Monday, 30 December 2013

PHOTOESSAY: Kolkata's water worlds

Place: KOLKATA

I was fortunate to recently have been part of a cruise up the river Hugli - from the historic Outram Ghat to Dakshineshwar. It was organised by Gateway Hotel, a new Taj property in the city.

Kolkata, largely built under British rule, was, as every city before the advent of motorised transport, a river facing city. Today, people have turned their backs on the river, but closer examination reveals signs of a time the city still faced the river - its lifeline. An occasional ruined palace facade, the Howrah station, the numerous manors, the numerous ferries and of course the omnipresent ghats, all indicate how the river was once the main road.

What was perhaps even more fortuitous was a visit to the other end of the city - to its wetlands. The wetlands have acted as a natural sponge and sewage cleanser ever since the city has been built. Signs of its existence are seen in ponds increasingly towards the eastern boundaries of the city, though today the EM Bypass effectively acts as a dam. These wetlands, protected under the Ramsar Convention after a long battle, are still not out of the woods. Today mainly used for local fishing, they deserve recognition also for their sheer resplendent beauty, as we discovered in a brief dawn trip.

Here are a few glimpses from the trip: (Click for larger views)
The historic Outram Ghat - once a crucial gateway to the city. There is still a dilapitated customs office here. 


First glimpse of the Hugli














































That's our cruiser - though to reach it, we had to take another boat
























The river is not as densely packed with traffic as of yore, but remnants of the past remain in fisherfolk plying their traditional trade
























First views of the Vidyasagar Setu - the new bridge in Kolkata 












Gateway arranged a wonderful spread of the city's iconic street food on board, only hygenic. From jhalmuri to ghugni to sandesh and kochuri via da,b  there was much to be greedy about! 































Howrah Station, Howrah Bridge, Howrah crowds, Howrah traffic, though Kolkata contributes its bit too! 

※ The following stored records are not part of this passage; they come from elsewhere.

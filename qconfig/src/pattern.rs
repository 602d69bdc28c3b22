//! Identities of the operators a pattern can name, and the patterns themselves.
//!
//! Operators are a closed set: every module, free function and tensor method the backend
//! tables mention has a variant here, so matching on them is checked for exhaustiveness.

use serde::{Deserialize, Serialize};

/// Spatial rank of the convolution / normalization / pooling families.
#[derive(Clone, Copy, Debug, PartialEq, Eq, Hash, PartialOrd, Ord, Serialize, Deserialize)]
pub enum Dim {
    One,
    Two,
    Three,
}

impl Dim {
    pub const ALL: [Dim; 3] = [Dim::One, Dim::Two, Dim::Three];

    pub fn rank(&self) -> usize {
        match self {
            Dim::One => 1,
            Dim::Two => 2,
            Dim::Three => 3,
        }
    }

    /// Suffix used in module and function names, e.g. `2d`.
    pub fn suffix(&self) -> String {
        format!("{}d", self.rank())
    }
}

/// A module type. The same kind is reused for its float, QAT and reference quantized flavours,
/// see [`Op`].
#[derive(Clone, Copy, Debug, PartialEq, Eq, Hash, Serialize, Deserialize)]
pub enum ModuleKind {
    Linear,
    Conv(Dim),
    ConvTranspose(Dim),
    BatchNorm(Dim),
    InstanceNorm(Dim),
    LayerNorm,
    ReLU,
    ReLU6,
    LeakyReLU,
    Tanh,
    Sigmoid,
    Hardsigmoid,
    Hardswish,
    Hardtanh,
    Softmax,
    Elu,
    PReLU,
    Dropout,
    Identity,
    AdaptiveAvgPool(Dim),
    AvgPool(Dim),
    MaxPool(Dim),
    PixelShuffle,
    PixelUnshuffle,
    Embedding,
    EmbeddingBag,
    GRUCell,
    LSTMCell,
    RNNCell,
    LSTM,
    // intrinsic fused modules
    LinearReLU,
    LinearLeakyReLU,
    LinearTanh,
    LinearBn1d,
    ConvReLU(Dim),
    ConvBn(Dim),
    ConvBnReLU(Dim),
    BNReLU(Dim),
}

impl ModuleKind {
    pub fn name(&self) -> String {
        match self {
            ModuleKind::Linear => "Linear".into(),
            ModuleKind::Conv(d) => format!("Conv{}", d.suffix()),
            ModuleKind::ConvTranspose(d) => format!("ConvTranspose{}", d.suffix()),
            ModuleKind::BatchNorm(d) => format!("BatchNorm{}", d.suffix()),
            ModuleKind::InstanceNorm(d) => format!("InstanceNorm{}", d.suffix()),
            ModuleKind::LayerNorm => "LayerNorm".into(),
            ModuleKind::ReLU => "ReLU".into(),
            ModuleKind::ReLU6 => "ReLU6".into(),
            ModuleKind::LeakyReLU => "LeakyReLU".into(),
            ModuleKind::Tanh => "Tanh".into(),
            ModuleKind::Sigmoid => "Sigmoid".into(),
            ModuleKind::Hardsigmoid => "Hardsigmoid".into(),
            ModuleKind::Hardswish => "Hardswish".into(),
            ModuleKind::Hardtanh => "Hardtanh".into(),
            ModuleKind::Softmax => "Softmax".into(),
            ModuleKind::Elu => "ELU".into(),
            ModuleKind::PReLU => "PReLU".into(),
            ModuleKind::Dropout => "Dropout".into(),
            ModuleKind::Identity => "Identity".into(),
            ModuleKind::AdaptiveAvgPool(d) => format!("AdaptiveAvgPool{}", d.suffix()),
            ModuleKind::AvgPool(d) => format!("AvgPool{}", d.suffix()),
            ModuleKind::MaxPool(d) => format!("MaxPool{}", d.suffix()),
            ModuleKind::PixelShuffle => "PixelShuffle".into(),
            ModuleKind::PixelUnshuffle => "PixelUnshuffle".into(),
            ModuleKind::Embedding => "Embedding".into(),
            ModuleKind::EmbeddingBag => "EmbeddingBag".into(),
            ModuleKind::GRUCell => "GRUCell".into(),
            ModuleKind::LSTMCell => "LSTMCell".into(),
            ModuleKind::RNNCell => "RNNCell".into(),
            ModuleKind::LSTM => "LSTM".into(),
            ModuleKind::LinearReLU => "LinearReLU".into(),
            ModuleKind::LinearLeakyReLU => "LinearLeakyReLU".into(),
            ModuleKind::LinearTanh => "LinearTanh".into(),
            ModuleKind::LinearBn1d => "LinearBn1d".into(),
            ModuleKind::ConvReLU(d) => format!("ConvReLU{}", d.suffix()),
            ModuleKind::ConvBn(d) => format!("ConvBn{}", d.suffix()),
            ModuleKind::ConvBnReLU(d) => format!("ConvBnReLU{}", d.suffix()),
            ModuleKind::BNReLU(d) => format!("BNReLU{}", d.suffix()),
        }
    }

    /// The modules a fused kind is made of, in execution order. `None` for non-fused kinds.
    pub fn constituents(&self) -> Option<Vec<ModuleKind>> {
        use ModuleKind::*;
        match *self {
            LinearReLU => Some(vec![Linear, ReLU]),
            LinearLeakyReLU => Some(vec![Linear, LeakyReLU]),
            LinearTanh => Some(vec![Linear, Tanh]),
            LinearBn1d => Some(vec![Linear, BatchNorm(Dim::One)]),
            ConvReLU(d) => Some(vec![Conv(d), ReLU]),
            ConvBn(d) => Some(vec![Conv(d), BatchNorm(d)]),
            ConvBnReLU(d) => Some(vec![Conv(d), BatchNorm(d), ReLU]),
            BNReLU(d) => Some(vec![BatchNorm(d), ReLU]),
            _ => None,
        }
    }

    pub fn is_fused(&self) -> bool {
        self.constituents().is_some()
    }
}

/// A free function of the framework, including the python `operator` functions.
#[derive(Clone, Copy, Debug, PartialEq, Eq, Hash, Serialize, Deserialize)]
pub enum FunctionKind {
    Linear,
    Conv(Dim),
    ConvTranspose(Dim),
    Relu,
    TorchRelu,
    Relu6,
    LeakyRelu,
    Tanh,
    Sigmoid,
    Hardsigmoid,
    Hardswish,
    Hardtanh,
    HardtanhInplace,
    Elu,
    Dropout,
    GroupNorm,
    InstanceNorm,
    LayerNorm,
    OperatorAdd,
    TorchAdd,
    OperatorMul,
    TorchMul,
    OperatorFloordiv,
    Matmul,
    Cat,
    AdaptiveAvgPool(Dim),
    AvgPool(Dim),
    MaxPool(Dim),
    Interpolate,
    PixelShuffle,
    PixelUnshuffle,
    Clamp,
    Flatten,
    Mean,
    Narrow,
    RepeatInterleave,
    Transpose,
    Squeeze,
    Stack,
    Unsqueeze,
}

impl FunctionKind {
    pub fn qualified_name(&self) -> String {
        const F: &str = "torch.nn.functional";
        match self {
            FunctionKind::Linear => format!("{F}.linear"),
            FunctionKind::Conv(d) => format!("{F}.conv{}", d.suffix()),
            FunctionKind::ConvTranspose(d) => format!("{F}.conv_transpose{}", d.suffix()),
            FunctionKind::Relu => format!("{F}.relu"),
            FunctionKind::TorchRelu => "torch.relu".into(),
            FunctionKind::Relu6 => format!("{F}.relu6"),
            FunctionKind::LeakyRelu => format!("{F}.leaky_relu"),
            FunctionKind::Tanh => "torch.tanh".into(),
            FunctionKind::Sigmoid => "torch.sigmoid".into(),
            FunctionKind::Hardsigmoid => format!("{F}.hardsigmoid"),
            FunctionKind::Hardswish => format!("{F}.hardswish"),
            FunctionKind::Hardtanh => format!("{F}.hardtanh"),
            FunctionKind::HardtanhInplace => format!("{F}.hardtanh_"),
            FunctionKind::Elu => format!("{F}.elu"),
            FunctionKind::Dropout => format!("{F}.dropout"),
            FunctionKind::GroupNorm => format!("{F}.group_norm"),
            FunctionKind::InstanceNorm => format!("{F}.instance_norm"),
            FunctionKind::LayerNorm => format!("{F}.layer_norm"),
            FunctionKind::OperatorAdd => "operator.add".into(),
            FunctionKind::TorchAdd => "torch.add".into(),
            FunctionKind::OperatorMul => "operator.mul".into(),
            FunctionKind::TorchMul => "torch.mul".into(),
            FunctionKind::OperatorFloordiv => "operator.floordiv".into(),
            FunctionKind::Matmul => "torch.matmul".into(),
            FunctionKind::Cat => "torch.cat".into(),
            FunctionKind::AdaptiveAvgPool(Dim::One) => "torch.adaptive_avg_pool1d".into(),
            FunctionKind::AdaptiveAvgPool(d) => format!("{F}.adaptive_avg_pool{}", d.suffix()),
            FunctionKind::AvgPool(Dim::One) => "torch.avg_pool1d".into(),
            FunctionKind::AvgPool(d) => format!("torch._C._nn.avg_pool{}", d.suffix()),
            FunctionKind::MaxPool(d) => format!("{F}.max_pool{}", d.suffix()),
            FunctionKind::Interpolate => format!("{F}.interpolate"),
            FunctionKind::PixelShuffle => format!("{F}.pixel_shuffle"),
            FunctionKind::PixelUnshuffle => format!("{F}.pixel_unshuffle"),
            FunctionKind::Clamp => "torch.clamp".into(),
            FunctionKind::Flatten => "torch.flatten".into(),
            FunctionKind::Mean => "torch.mean".into(),
            FunctionKind::Narrow => "torch.narrow".into(),
            FunctionKind::RepeatInterleave => "torch.repeat_interleave".into(),
            FunctionKind::Transpose => "torch.transpose".into(),
            FunctionKind::Squeeze => "torch.squeeze".into(),
            FunctionKind::Stack => "torch.stack".into(),
            FunctionKind::Unsqueeze => "torch.unsqueeze".into(),
        }
    }
}

/// A tensor method, matched by name on `call_method` nodes.
#[derive(Clone, Copy, Debug, PartialEq, Eq, Hash, Serialize, Deserialize)]
pub enum MethodKind {
    Contiguous,
    Clamp,
    Detach,
    DetachInplace,
    Hardsigmoid,
    HardsigmoidInplace,
    Mean,
    Permute,
    Relu,
    ReluInplace,
    Repeat,
    RepeatInterleave,
    Reshape,
    ResizeInplace,
    Sigmoid,
    SigmoidInplace,
    Squeeze,
    SqueezeInplace,
    Tanh,
    TanhInplace,
    Transpose,
    Unsqueeze,
    UnsqueezeInplace,
    View,
}

impl MethodKind {
    pub fn method_name(&self) -> &'static str {
        match self {
            MethodKind::Contiguous => "contiguous",
            MethodKind::Clamp => "clamp",
            MethodKind::Detach => "detach",
            MethodKind::DetachInplace => "detach_",
            MethodKind::Hardsigmoid => "hardsigmoid",
            MethodKind::HardsigmoidInplace => "hardsigmoid_",
            MethodKind::Mean => "mean",
            MethodKind::Permute => "permute",
            MethodKind::Relu => "relu",
            MethodKind::ReluInplace => "relu_",
            MethodKind::Repeat => "repeat",
            MethodKind::RepeatInterleave => "repeat_interleave",
            MethodKind::Reshape => "reshape",
            MethodKind::ResizeInplace => "resize_",
            MethodKind::Sigmoid => "sigmoid",
            MethodKind::SigmoidInplace => "sigmoid_",
            MethodKind::Squeeze => "squeeze",
            MethodKind::SqueezeInplace => "squeeze_",
            MethodKind::Tanh => "tanh",
            MethodKind::TanhInplace => "tanh_",
            MethodKind::Transpose => "transpose",
            MethodKind::Unsqueeze => "unsqueeze",
            MethodKind::UnsqueezeInplace => "unsqueeze_",
            MethodKind::View => "view",
        }
    }
}

/// One operator of a pattern.
#[derive(Clone, Copy, Debug, PartialEq, Eq, Hash, Serialize, Deserialize)]
pub enum Op {
    /// Float module (fused intrinsic modules included).
    Module(ModuleKind),
    /// Quantization-aware-training counterpart of a module.
    QatModule(ModuleKind),
    /// Reference quantized module, used to express the quantized numerics of a pattern.
    ReferenceModule(ModuleKind),
    Function(FunctionKind),
    Method(MethodKind),
}

impl std::fmt::Display for Op {
    fn fmt(&self, f: &mut std::fmt::Formatter<'_>) -> std::fmt::Result {
        match self {
            Op::Module(m) if m.is_fused() => write!(f, "torch.ao.nn.intrinsic.{}", m.name()),
            Op::Module(m) => write!(f, "torch.nn.{}", m.name()),
            Op::QatModule(m) if m.is_fused() => {
                write!(f, "torch.ao.nn.intrinsic.qat.{}", m.name())
            }
            Op::QatModule(m) => write!(f, "torch.ao.nn.qat.{}", m.name()),
            Op::ReferenceModule(m) => write!(f, "torch.ao.nn.quantized.reference.{}", m.name()),
            Op::Function(func) => write!(f, "{}", func.qualified_name()),
            Op::Method(m) => write!(f, "Tensor.{}", m.method_name()),
        }
    }
}

impl From<ModuleKind> for Op {
    fn from(kind: ModuleKind) -> Self {
        Op::Module(kind)
    }
}

impl From<FunctionKind> for Op {
    fn from(kind: FunctionKind) -> Self {
        Op::Function(kind)
    }
}

impl From<MethodKind> for Op {
    fn from(kind: MethodKind) -> Self {
        Op::Method(kind)
    }
}

/// Non-empty sequence of operators in execution order, e.g. `Linear -> BatchNorm1d -> LeakyReLU`.
#[derive(Clone, Debug, PartialEq, Eq, Hash, Serialize, Deserialize)]
#[serde(try_from = "Vec<Op>", into = "Vec<Op>")]
pub struct Pattern(Vec<Op>);

impl Pattern {
    pub fn ops(&self) -> &[Op] {
        &self.0
    }

    pub fn len(&self) -> usize {
        self.0.len()
    }

    /// Patterns are never empty, this is only here to pair with `len`.
    pub fn is_empty(&self) -> bool {
        self.0.is_empty()
    }

    /// First operator of the pattern.
    pub fn root(&self) -> Op {
        self.0[0]
    }

    pub fn contains(&self, op: &Op) -> bool {
        self.0.contains(op)
    }
}

impl TryFrom<Vec<Op>> for Pattern {
    type Error = String;

    fn try_from(ops: Vec<Op>) -> Result<Self, Self::Error> {
        if ops.is_empty() {
            return Err("a pattern needs at least one operator".to_string());
        }
        Ok(Pattern(ops))
    }
}

impl From<Pattern> for Vec<Op> {
    fn from(pattern: Pattern) -> Self {
        pattern.0
    }
}

impl From<Op> for Pattern {
    fn from(op: Op) -> Self {
        Pattern(vec![op])
    }
}

impl From<ModuleKind> for Pattern {
    fn from(kind: ModuleKind) -> Self {
        Pattern(vec![kind.into()])
    }
}

impl From<FunctionKind> for Pattern {
    fn from(kind: FunctionKind) -> Self {
        Pattern(vec![kind.into()])
    }
}

impl From<MethodKind> for Pattern {
    fn from(kind: MethodKind) -> Self {
        Pattern(vec![kind.into()])
    }
}

impl<A: Into<Op>, B: Into<Op>> From<(A, B)> for Pattern {
    fn from((a, b): (A, B)) -> Self {
        Pattern(vec![a.into(), b.into()])
    }
}

impl<A: Into<Op>, B: Into<Op>, C: Into<Op>> From<(A, B, C)> for Pattern {
    fn from((a, b, c): (A, B, C)) -> Self {
        Pattern(vec![a.into(), b.into(), c.into()])
    }
}

impl std::fmt::Display for Pattern {
    fn fmt(&self, f: &mut std::fmt::Formatter<'_>) -> std::fmt::Result {
        for (i, op) in self.0.iter().enumerate() {
            if i > 0 {
                write!(f, " -> ")?;
            }
            write!(f, "{op}")?;
        }
        Ok(())
    }
}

The jetties on this river are flexible due to the tide, remarkable engineering






There are many formerly splendid homes and other structures in ruins that if restored, can make the cruise sightings far more attractive 
















The incomparable Howrah Bridge, a symbol the city has been identified with ever since it was built in 1943 




















Life-sized statues adorn a ruined river facing old city palace










Belur, Swami Vivekananda's creation, and today centre of the Ramakrishna Mission, viewed from the Hugli











The spectacular now twinned bridges at Bally. The older one is at the back, and was once the main connector between south Bengal and rest of India 
Fisherfolk gaze curiously at us!
Dakshineshswar Temple, today associated with Rani Rashmoni















A busy ghat at mid day. Ghats are largely ablutionary, though some are cremation ghats as well


















By this time, we had already been hogging almost constantly. There was a serious amount of street food on offer. Even if it meant that we were not supposed to have all of it at one go, we outsiders were not letting this chance go. Most of us already had done a round of breakfast in the hotel, but that did not prevent us from indulging greedily at intervals. As the sun continued its journey upwards above us, most had already stopped paying attention, undeservedly, to out excellent guide, Nilima, an architect working to conserve some of the city's historic past. But the jhalmuri, rolls, puchkas etc were excellent - those we vouch for!!!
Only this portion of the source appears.